Collected data entries
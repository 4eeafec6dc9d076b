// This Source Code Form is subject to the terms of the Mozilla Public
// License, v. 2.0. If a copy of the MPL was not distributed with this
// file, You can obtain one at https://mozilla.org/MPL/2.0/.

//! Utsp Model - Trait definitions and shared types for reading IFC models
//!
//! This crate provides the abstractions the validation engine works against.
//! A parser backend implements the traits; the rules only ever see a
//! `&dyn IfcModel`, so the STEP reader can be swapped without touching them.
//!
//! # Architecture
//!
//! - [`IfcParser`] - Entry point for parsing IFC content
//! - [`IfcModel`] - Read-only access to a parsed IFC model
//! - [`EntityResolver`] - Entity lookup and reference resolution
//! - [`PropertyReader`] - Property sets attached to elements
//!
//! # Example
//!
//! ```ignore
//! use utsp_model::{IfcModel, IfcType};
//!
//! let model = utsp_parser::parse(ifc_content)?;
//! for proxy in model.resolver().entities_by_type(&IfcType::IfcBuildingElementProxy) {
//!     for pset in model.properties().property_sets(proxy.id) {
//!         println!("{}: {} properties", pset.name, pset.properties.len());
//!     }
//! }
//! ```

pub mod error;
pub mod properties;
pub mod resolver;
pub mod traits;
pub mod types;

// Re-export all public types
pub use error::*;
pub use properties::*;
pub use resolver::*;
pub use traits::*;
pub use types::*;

---

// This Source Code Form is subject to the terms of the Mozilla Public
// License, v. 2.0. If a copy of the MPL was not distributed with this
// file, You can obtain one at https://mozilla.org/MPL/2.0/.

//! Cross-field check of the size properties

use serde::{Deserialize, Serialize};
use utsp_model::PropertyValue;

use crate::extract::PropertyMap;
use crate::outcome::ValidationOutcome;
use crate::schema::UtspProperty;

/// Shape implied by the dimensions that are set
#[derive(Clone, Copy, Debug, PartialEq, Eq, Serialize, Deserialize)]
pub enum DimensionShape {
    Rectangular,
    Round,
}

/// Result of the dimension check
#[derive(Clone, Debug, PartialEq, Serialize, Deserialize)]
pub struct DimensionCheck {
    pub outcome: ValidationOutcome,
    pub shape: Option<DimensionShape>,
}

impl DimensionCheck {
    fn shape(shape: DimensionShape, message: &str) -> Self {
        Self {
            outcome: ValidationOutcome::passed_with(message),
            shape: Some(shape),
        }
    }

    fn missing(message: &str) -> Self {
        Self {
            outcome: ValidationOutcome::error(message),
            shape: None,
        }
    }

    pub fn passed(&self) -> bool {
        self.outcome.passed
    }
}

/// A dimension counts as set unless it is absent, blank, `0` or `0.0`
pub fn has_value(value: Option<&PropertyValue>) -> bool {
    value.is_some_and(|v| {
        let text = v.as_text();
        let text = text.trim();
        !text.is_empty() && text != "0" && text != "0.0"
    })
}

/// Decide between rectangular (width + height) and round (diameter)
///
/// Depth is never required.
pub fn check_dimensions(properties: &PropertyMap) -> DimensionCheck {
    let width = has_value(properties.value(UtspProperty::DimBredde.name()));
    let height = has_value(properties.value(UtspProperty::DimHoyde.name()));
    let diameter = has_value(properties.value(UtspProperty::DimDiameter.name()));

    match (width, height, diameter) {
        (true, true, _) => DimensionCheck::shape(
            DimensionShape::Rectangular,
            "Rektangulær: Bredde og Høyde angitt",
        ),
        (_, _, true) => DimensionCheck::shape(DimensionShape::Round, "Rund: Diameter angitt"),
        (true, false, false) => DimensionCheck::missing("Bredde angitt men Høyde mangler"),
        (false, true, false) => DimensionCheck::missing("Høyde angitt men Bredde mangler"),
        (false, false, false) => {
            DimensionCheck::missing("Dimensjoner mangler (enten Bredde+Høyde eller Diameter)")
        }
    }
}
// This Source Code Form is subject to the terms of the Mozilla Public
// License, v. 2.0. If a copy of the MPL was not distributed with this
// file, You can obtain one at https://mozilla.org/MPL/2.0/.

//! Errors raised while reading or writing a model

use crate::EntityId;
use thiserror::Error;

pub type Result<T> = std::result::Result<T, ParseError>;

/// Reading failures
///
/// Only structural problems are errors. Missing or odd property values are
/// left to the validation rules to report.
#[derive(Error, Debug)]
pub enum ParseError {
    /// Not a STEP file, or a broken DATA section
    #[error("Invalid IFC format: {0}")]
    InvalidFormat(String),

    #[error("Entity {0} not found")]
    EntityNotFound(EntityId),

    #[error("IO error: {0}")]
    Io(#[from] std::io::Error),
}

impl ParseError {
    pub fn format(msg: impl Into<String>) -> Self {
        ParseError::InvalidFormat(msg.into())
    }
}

> **What you should do**: Above are some records; copy each line there that contains "outcome".

> **Output below**:
use crate::outcome::ValidationOutcome;
    pub outcome: ValidationOutcome,
            outcome: ValidationOutcome::passed_with(message),
            outcome: ValidationOutcome::error(message),
        self.outcome.passed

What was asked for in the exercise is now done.